* _Records for this task_
use std::sync::Arc;
use std::time::Duration;

use async_trait::async_trait;
use uuid::Uuid;

use trellis_core::config::{CacheConfig, StoreConfig};
use trellis_core::error::Result;
use trellis_core::reader::GraphReader;
use trellis_core::registry::Schema;
use trellis_core::types::TypeCode;
use trellis_core::viewer::{CacheKey, Viewer};
use trellis_core::{Edge, Object, RuleContext};

use crate::client::StoreClient;

/// The graph store: the only component that mutates durable state.
///
/// Clone is cheap; the schema is shared and immutable.
#[derive(Clone)]
pub struct GraphStore {
    client: StoreClient,
    schema: Arc<Schema>,
    cache: CacheConfig,
}

impl GraphStore {
    /// Open the configured database and apply migrations.
    pub async fn connect(config: &StoreConfig, schema: Arc<Schema>) -> Result<Self> {
        let client = StoreClient::connect(&config.database, config.retry.clone()).await?;
        client.migrate().await?;
        Ok(Self::new(client, schema, config.cache.clone()))
    }

    pub fn new(client: StoreClient, schema: Arc<Schema>, cache: CacheConfig) -> Self {
        Self {
            client,
            schema,
            cache,
        }
    }

    pub fn client(&self) -> &StoreClient {
        &self.client
    }

    pub fn schema(&self) -> &Schema {
        &self.schema
    }

    /// Attempts and per-attempt wait for coalescing reads on one viewer.
    pub(crate) fn coalesce(&self) -> (u32, Duration) {
        (
            self.cache.coalesce_attempts,
            Duration::from_millis(self.cache.coalesce_wait_ms),
        )
    }

    pub(crate) fn context<'a>(&'a self, viewer: &'a Viewer) -> RuleContext<'a> {
        RuleContext::new(self, viewer)
    }

    /// Drop every cached key an edge write can affect, in both directions.
    pub(crate) fn invalidate_edge(
        &self,
        viewer: &Viewer,
        from_id: Uuid,
        edge_type: TypeCode,
        to_id: Uuid,
        reverse_type: Option<TypeCode>,
    ) {
        let mut keys = vec![
            CacheKey::Edge {
                from_id,
                edge_type,
                to_id,
            },
            CacheKey::EdgeList { from_id, edge_type },
        ];
        if let Some(reverse_type) = reverse_type {
            keys.push(CacheKey::Edge {
                from_id: to_id,
                edge_type: reverse_type,
                to_id: from_id,
            });
            keys.push(CacheKey::EdgeList {
                from_id: to_id,
                edge_type: reverse_type,
            });
        }
        for key in &keys {
            viewer.delete_cache(key);
        }
    }
}

#[async_trait]
impl GraphReader for GraphStore {
    fn schema(&self) -> &Schema {
        &self.schema
    }

    async fn get_object(&self, viewer: &Viewer, id: Uuid) -> Result<Option<Object>> {
        GraphStore::get_object(self, viewer, id).await
    }

    async fn get_single_edge(
        &self,
        viewer: &Viewer,
        from_id: Uuid,
        edge_type: TypeCode,
        to_id: Uuid,
    ) -> Result<Option<Edge>> {
        GraphStore::get_single_edge(self, viewer, from_id, edge_type, to_id).await
    }

    async fn get_edge(
        &self,
        viewer: &Viewer,
        from_id: Uuid,
        edge_type: TypeCode,
    ) -> Result<Vec<Edge>> {
        GraphStore::get_edge(self, viewer, from_id, edge_type).await
    }
}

* _Task details_
In the entries, how many lines include the string "Duration"? Only the number should be given.

* _Result of this task_
3